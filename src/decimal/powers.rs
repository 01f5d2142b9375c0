use super::{MAX_PARTIAL_DIGITS, TEN_POW_MAX_PARTIAL};
use crate::{
    big_int::{
        limbs::Limb,
        math_algos::{actual_len, mul::multiply_any_with, mul_limb_add_self, square_with},
    },
    config::Thresholds,
    util::scratch,
};

/// The powers `(10^9)^(2^k)`, grown on demand by squaring the last entry.
///
/// `10^(9 * 2^k)` is divisible by `2^(9 * 2^k)`, so its lowest [`omitted_len`](Self::omitted_len)
/// limbs are zero. These are not stored, an entry is the rest shifted down by that many limbs.
#[derive(Debug, Clone, PartialEq, Eq)]
pub struct PowersOf1e9<D> {
    limbs: Vec<D>,
    index: Vec<(usize, usize)>,
}

impl<D: Limb> Default for PowersOf1e9<D> {
    fn default() -> Self {
        Self::new()
    }
}

impl<D: Limb> PowersOf1e9<D> {
    /// a table only holding `10^9`
    pub fn new() -> Self {
        Self {
            limbs: vec![D::from(TEN_POW_MAX_PARTIAL)],
            index: vec![(0, 1)],
        }
    }

    /// number of zero limbs elided from entry `k`
    pub const fn omitted_len(k: usize) -> usize {
        (MAX_PARTIAL_DIGITS << k) / D::BITS as usize
    }

    /// number of computed entries
    pub fn len(&self) -> usize {
        self.index.len()
    }
    pub fn is_empty(&self) -> bool {
        self.index.is_empty()
    }

    /// The stored limbs of entry `k` and the number of elided limbs below them.
    ///
    /// # Panics
    /// if entry `k` wasn't computed with [`ensure`](Self::ensure) yet
    pub fn entry(&self, k: usize) -> (&[D], usize) {
        let (offset, len) = self.index[k];
        (&self.limbs[offset..offset + len], Self::omitted_len(k))
    }
    /// number of limbs of entry `k` including the elided ones
    pub fn full_len(&self, k: usize) -> usize {
        self.index[k].1 + Self::omitted_len(k)
    }

    /// computes all entries up to and including `k`
    pub fn ensure(&mut self, k: usize, cfg: &Thresholds) {
        while self.index.len() <= k {
            let last = self.index.len() - 1;
            let (offset, len) = self.index[last];
            let mut square = scratch::acquire::<D>(2 * len);
            square_with(&self.limbs[offset..offset + len], &mut square, cfg);

            let dropped = Self::omitted_len(last + 1) - 2 * Self::omitted_len(last);
            debug_assert!(
                square[..dropped].iter().all(|it| it.is_zero()),
                "dropped limbs of entry {} weren't zero",
                last + 1
            );
            let square = &square[dropped..actual_len(&square)];
            self.index.push((self.limbs.len(), square.len()));
            self.limbs.extend_from_slice(square);
        }
    }

    /// Computes entries until the next one would have more than `len` limbs, returns the index of the
    /// biggest entry not longer than `len` (but at least 0).
    pub fn ensure_for_len(&mut self, len: usize, cfg: &Thresholds) -> usize {
        let mut k = 0;
        loop {
            // squaring a number with l limbs gives at least 2l - 1 limbs
            if 2 * self.full_len(k) - 1 > len {
                return k;
            }
            self.ensure(k + 1, cfg);
            if self.full_len(k + 1) > len {
                return k;
            }
            k += 1;
        }
    }

    /// `value * 10^zeros`, trimmed
    ///
    /// the partial power `10^(zeros % 9)` is applied first, then one table entry per set bit of `zeros / 9`
    pub fn multiply_power_of_ten(&mut self, value: &[D], zeros: usize, cfg: &Thresholds) -> Vec<D> {
        let mut result = value[..actual_len(value)].to_vec();
        if result.is_empty() {
            return result;
        }
        let partial = zeros % MAX_PARTIAL_DIGITS;
        if partial > 0 {
            let factor = (0..partial).fold(1u32, |acc, _| acc * 10);
            let carry = mul_limb_add_self(&mut result, D::from(factor), D::ZERO);
            if !carry.is_zero() {
                result.push(carry);
            }
        }

        let mut blocks = zeros / MAX_PARTIAL_DIGITS;
        let mut omitted = 0;
        let mut k = 0;
        while blocks > 0 {
            if blocks & 1 == 1 {
                self.ensure(k, cfg);
                let (power, power_omitted) = self.entry(k);
                let mut product = vec![D::ZERO; result.len() + power.len()];
                multiply_any_with(&result, power, &mut product, cfg);
                product.truncate(actual_len(&product));
                result = product;
                omitted += power_omitted;
            }
            blocks >>= 1;
            k += 1;
        }

        if omitted > 0 {
            result.splice(0..0, std::iter::repeat(D::ZERO).take(omitted));
        }
        result
    }
}

#[cfg(test)]
mod tests {
    use super::*;
    use crate::{decimal::format_decimal, SigNum};

    fn full_entry<D: Limb>(powers: &PowersOf1e9<D>, k: usize) -> Vec<D> {
        let (limbs, omitted) = powers.entry(k);
        let mut full = vec![D::ZERO; omitted];
        full.extend_from_slice(limbs);
        full
    }

    #[test]
    fn omitted() {
        assert_eq!(PowersOf1e9::<u32>::omitted_len(0), 0);
        assert_eq!(PowersOf1e9::<u32>::omitted_len(1), 0);
        assert_eq!(PowersOf1e9::<u32>::omitted_len(2), 1);
        assert_eq!(PowersOf1e9::<u32>::omitted_len(5), 9);
        assert_eq!(PowersOf1e9::<u64>::omitted_len(2), 0);
        assert_eq!(PowersOf1e9::<u64>::omitted_len(3), 1);
        assert_eq!(PowersOf1e9::<u64>::omitted_len(6), 9);
    }

    #[test]
    fn entries_are_powers_of_ten() {
        let cfg = Thresholds::forced_small();
        let mut powers = PowersOf1e9::<u32>::new();
        powers.ensure(6, &cfg);
        assert_eq!(powers.len(), 7);
        assert_eq!(powers.entry(0), (&[1_000_000_000u32][..], 0));
        assert_eq!(full_entry(&powers, 1), vec![0xA764_0000, 0x0DE0_B6B3]);
        for k in 0..=6 {
            let text = "1".to_owned() + &"0".repeat(9 << k);
            assert_eq!(format_decimal(&full_entry(&powers, k), SigNum::Positive, 0), text);
            assert_eq!(powers.full_len(k), full_entry(&powers, k).len());
        }

        let mut wide = PowersOf1e9::<u64>::new();
        wide.ensure(4, &cfg);
        assert_eq!(full_entry(&wide, 1), vec![0x0DE0_B6B3_A764_0000]);
        let text = "1".to_owned() + &"0".repeat(9 << 4);
        assert_eq!(format_decimal(&full_entry(&wide, 4), SigNum::Positive, 0), text);
    }

    #[test]
    fn ensure_for_len() {
        let cfg = Thresholds::DEFAULT;
        let mut powers = PowersOf1e9::<u32>::new();
        assert_eq!(powers.ensure_for_len(1, &cfg), 0);
        assert_eq!(powers.ensure_for_len(2, &cfg), 1);
        for len in [3, 10, 100, 1000] {
            let k = powers.ensure_for_len(len, &cfg);
            assert!(powers.full_len(k) <= len);
            assert!(k + 1 >= powers.len() || powers.full_len(k + 1) > len);
        }
    }

    #[test]
    fn power_of_ten() {
        let cfg = Thresholds::forced_small();
        let mut powers = PowersOf1e9::<u32>::new();
        for zeros in [0, 1, 8, 9, 10, 27, 100, 500] {
            let value = powers.multiply_power_of_ten(&[7u32], zeros, &cfg);
            let text = "7".to_owned() + &"0".repeat(zeros);
            assert_eq!(format_decimal(&value, SigNum::Positive, 0), text);
        }
        assert!(powers.multiply_power_of_ten(&[0u32], 20, &cfg).is_empty());
    }
}
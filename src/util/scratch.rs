//! temporary limb buffers for the arithmetic kernels.
//!
//! Small requests live on the stack, bigger ones come from a per thread pool and go back into it once dropped,
//! unless they are bigger than [`MAX_POOLED_LIMBS`].
//! Every buffer is zeroed when it is handed out.

use std::ops::{Deref, DerefMut};

use smallvec::SmallVec;

use crate::big_int::limbs::Limb;

/// requests up to this many limbs are served without touching the heap
pub const INLINE_LIMBS: usize = 64;
/// number of buffers each pool keeps around for reuse
pub const MAX_POOLED: usize = 16;
/// buffers with a bigger capacity are freed instead of pooled
pub const MAX_POOLED_LIMBS: usize = 1 << 14;

/// the reusable buffers of one thread for one limb type
#[derive(Debug)]
pub struct ScratchPool<D> {
    free: Vec<Vec<D>>,
    outstanding: usize,
}
impl<D: Limb> ScratchPool<D> {
    pub const fn new() -> Self {
        Self {
            free: Vec::new(),
            outstanding: 0,
        }
    }

    /// number of pooled buffers currently handed out
    pub const fn outstanding(&self) -> usize {
        self.outstanding
    }
    /// number of buffers waiting for reuse
    pub fn idle(&self) -> usize {
        self.free.len()
    }
    /// limbs held by the idle buffers
    pub fn retained(&self) -> usize {
        self.free.iter().map(Vec::capacity).sum()
    }
    /// capacity of the biggest idle buffer
    pub fn largest(&self) -> usize {
        self.free.iter().map(Vec::capacity).max().unwrap_or(0)
    }

    fn take(&mut self, len: usize) -> Vec<D> {
        self.outstanding += 1;
        let mut buf = self
            .free
            .iter()
            .position(|it| it.capacity() >= len)
            .map_or_else(|| Vec::with_capacity(len), |i| self.free.swap_remove(i));
        buf.clear();
        buf.resize(len, D::ZERO);
        buf
    }

    fn give_back(&mut self, buf: Vec<D>) {
        assert!(self.outstanding > 0, "returned a buffer that wasn't handed out");
        self.outstanding -= 1;
        if buf.capacity() > MAX_POOLED_LIMBS {
            return;
        }
        if self.free.len() < MAX_POOLED {
            self.free.push(buf);
        } else if let Some(smallest) = self
            .free
            .iter_mut()
            .min_by_key(|it| it.capacity())
            .filter(|it| it.capacity() < buf.capacity())
        {
            *smallest = buf;
        }
    }
}
impl<D: Limb> Default for ScratchPool<D> {
    fn default() -> Self {
        Self::new()
    }
}

/// a zeroed buffer of limbs, see [`acquire`]
#[derive(Debug)]
pub struct Scratch<D: Limb> {
    buf: SmallVec<[D; INLINE_LIMBS]>,
    /// goes back into the pool of this thread once dropped
    pooled: bool,
}
impl<D: Limb> Scratch<D> {
    pub fn is_inline(&self) -> bool {
        !self.buf.spilled()
    }
    pub const fn is_pooled(&self) -> bool {
        self.pooled
    }
}

/// hands out `len` zeroed limbs
pub fn acquire<D: Limb>(len: usize) -> Scratch<D> {
    if len <= INLINE_LIMBS {
        return Scratch {
            buf: SmallVec::from_elem(D::ZERO, len),
            pooled: false,
        };
    }
    // without a pool (thread teardown) the buffer is allocated and freed like any other
    match D::with_pool(|pool| pool.take(len)) {
        Some(buf) => Scratch {
            buf: SmallVec::from_vec(buf),
            pooled: true,
        },
        None => Scratch {
            buf: SmallVec::from_vec(vec![D::ZERO; len]),
            pooled: false,
        },
    }
}
/// hands out a copy of `src`
pub fn acquire_copy<D: Limb>(src: &[D]) -> Scratch<D> {
    let mut scratch = acquire(src.len());
    scratch.copy_from_slice(src);
    scratch
}

/// number of pooled buffers of the current thread that are still in use
pub fn outstanding<D: Limb>() -> usize {
    D::with_pool(|pool| pool.outstanding()).unwrap_or(0)
}

impl<D: Limb> Deref for Scratch<D> {
    type Target = [D];

    fn deref(&self) -> &Self::Target {
        &self.buf
    }
}
impl<D: Limb> DerefMut for Scratch<D> {
    fn deref_mut(&mut self) -> &mut Self::Target {
        &mut self.buf
    }
}
impl<D: Limb> Drop for Scratch<D> {
    fn drop(&mut self) {
        if self.pooled {
            let buf = std::mem::take(&mut self.buf).into_vec();
            // the pool is only gone during thread teardown, the buffer is simply freed then
            let _ = D::with_pool(|pool| pool.give_back(buf));
        }
    }
}
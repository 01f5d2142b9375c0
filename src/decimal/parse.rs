use super::{NumberBuffer, ParseError, PowersOf1e9, MAX_PARTIAL_DIGITS, TEN_POW_MAX_PARTIAL};
use crate::{
    big_int::{
        limbs::Limb,
        math_algos::{actual_len, add_self, mul::multiply_any_with, mul_limb_add_self},
        signed::SigNum,
    },
    config::Thresholds,
    util::scratch,
};

/// parses `text` into its sign and trimmed magnitude
pub fn parse_decimal<D: Limb>(text: &str) -> Result<(SigNum, Vec<D>), ParseError> {
    parse_decimal_with(text, &Thresholds::DEFAULT)
}
/// same as [`parse_decimal`] with custom thresholds
pub fn parse_decimal_with<D: Limb>(
    text: &str,
    cfg: &Thresholds,
) -> Result<(SigNum, Vec<D>), ParseError> {
    let number = NumberBuffer::parse(text)?;
    let magnitude = magnitude_of(&number, cfg)?;
    let signum = if magnitude.is_empty() {
        SigNum::Zero
    } else if number.is_negative() {
        SigNum::Negative
    } else {
        SigNum::Positive
    };
    Ok((signum, magnitude))
}

/// The trimmed magnitude of a scanned number.
///
/// Fails with [`ParseError::NonZeroFraction`] if `number` isn't an integer.
pub fn magnitude_of<D: Limb>(number: &NumberBuffer, cfg: &Thresholds) -> Result<Vec<D>, ParseError> {
    require!(
        !number.has_nonzero_tail(),
        ParseError::NonZeroFraction {
            position: number.last_digit_position()
        }
    );
    let (digits, trailing_zeros) = number.integer_part();
    if digits.is_empty() {
        return Ok(Vec::new());
    }
    let super_limbs = digits
        .rchunks(MAX_PARTIAL_DIGITS)
        .map(super_limb)
        .collect::<Vec<_>>();

    let total_digits = digits.len() + trailing_zeros;
    let mut magnitude = if total_digits <= cfg.parse_naive_digits {
        tracing::trace!(digits = total_digits, "naive parse");
        let mut magnitude = horner(&super_limbs, trailing_zeros / MAX_PARTIAL_DIGITS + 1);
        scale_naive(&mut magnitude, trailing_zeros);
        magnitude
    } else {
        tracing::trace!(digits = total_digits, "divide and conquer parse");
        let mut powers = PowersOf1e9::new();
        let magnitude = combine_blocks(&super_limbs, &mut powers, cfg);
        if trailing_zeros == 0 {
            magnitude
        } else {
            powers.multiply_power_of_ten(&magnitude, trailing_zeros, cfg)
        }
    };
    magnitude.truncate(actual_len(&magnitude));
    Ok(magnitude)
}

fn super_limb(chunk: &[u8]) -> u32 {
    chunk
        .iter()
        .fold(0, |acc, digit| acc * 10 + u32::from(digit - b'0'))
}

/// folds the super limbs most significant first, reserving `extra` limbs for later growth
fn horner<D: Limb>(super_limbs: &[u32], extra: usize) -> Vec<D> {
    let base = D::from(TEN_POW_MAX_PARTIAL);
    let mut magnitude = Vec::with_capacity(super_limbs.len() + extra);
    for &super_limb in super_limbs.iter().rev() {
        let carry = mul_limb_add_self(&mut magnitude, base, D::from(super_limb));
        if !carry.is_zero() {
            magnitude.push(carry);
        }
    }
    magnitude
}

fn scale_naive<D: Limb>(magnitude: &mut Vec<D>, zeros: usize) {
    let partial = zeros % MAX_PARTIAL_DIGITS;
    let factors = std::iter::repeat(TEN_POW_MAX_PARTIAL)
        .take(zeros / MAX_PARTIAL_DIGITS)
        .chain((partial > 0).then(|| (0..partial).fold(1, |acc, _| acc * 10)));
    for factor in factors {
        let carry = mul_limb_add_self(magnitude, D::from(factor), D::ZERO);
        if !carry.is_zero() {
            magnitude.push(carry);
        }
    }
}

/// Combines the super limbs pairwise, level `k` joins blocks of `2^k` super limbs as
/// `lower + upper * (10^9)^(2^k)`.
fn combine_blocks<D: Limb>(super_limbs: &[u32], powers: &mut PowersOf1e9<D>, cfg: &Thresholds) -> Vec<D> {
    // every super limb fits into one limb and a block of 2^k super limbs into 2^k limbs
    let len = super_limbs.len().next_power_of_two();
    let mut current = scratch::acquire::<D>(len);
    for (slot, &super_limb) in current.iter_mut().zip(super_limbs) {
        *slot = D::from(super_limb);
    }
    let mut next = scratch::acquire::<D>(len);

    let mut k = 0;
    while (1 << k) < super_limbs.len() {
        powers.ensure(k, cfg);
        let (power, omitted) = powers.entry(k);
        let block = 1 << k;
        next.fill(D::ZERO);
        for start in (0..len).step_by(2 * block) {
            let lower = &current[start..start + block];
            let upper = &current[start + block..start + 2 * block];
            let dst = &mut next[start..start + 2 * block];
            dst[..block].copy_from_slice(lower);

            let upper = &upper[..actual_len(upper)];
            if upper.is_empty() {
                continue;
            }
            let mut product = scratch::acquire::<D>(upper.len() + power.len());
            multiply_any_with(upper, power, &mut product, cfg);
            let product = &product[..actual_len(&product)];
            add_self(&mut dst[omitted..], product);
        }
        std::mem::swap(&mut current, &mut next);
        k += 1;
    }
    current[..actual_len(&current)].to_vec()
}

* * *

*Assigned task*: Only the lines from the one holding "next.fill(D::ZERO);" through the end of the listing should be given again, exactly and with both ends included.

*Exercise output*:
        next.fill(D::ZERO);
        for start in (0..len).step_by(2 * block) {
            let lower = &current[start..start + block];
            let upper = &current[start + block..start + 2 * block];
            let dst = &mut next[start..start + 2 * block];
            dst[..block].copy_from_slice(lower);

            let upper = &upper[..actual_len(upper)];
            if upper.is_empty() {
                continue;
            }
            let mut product = scratch::acquire::<D>(upper.len() + power.len());
            multiply_any_with(upper, power, &mut product, cfg);
            let product = &product[..actual_len(&product)];
            add_self(&mut dst[omitted..], product);
        }
        std::mem::swap(&mut current, &mut next);
        k += 1;
    }
    current[..actual_len(&current)].to_vec()
}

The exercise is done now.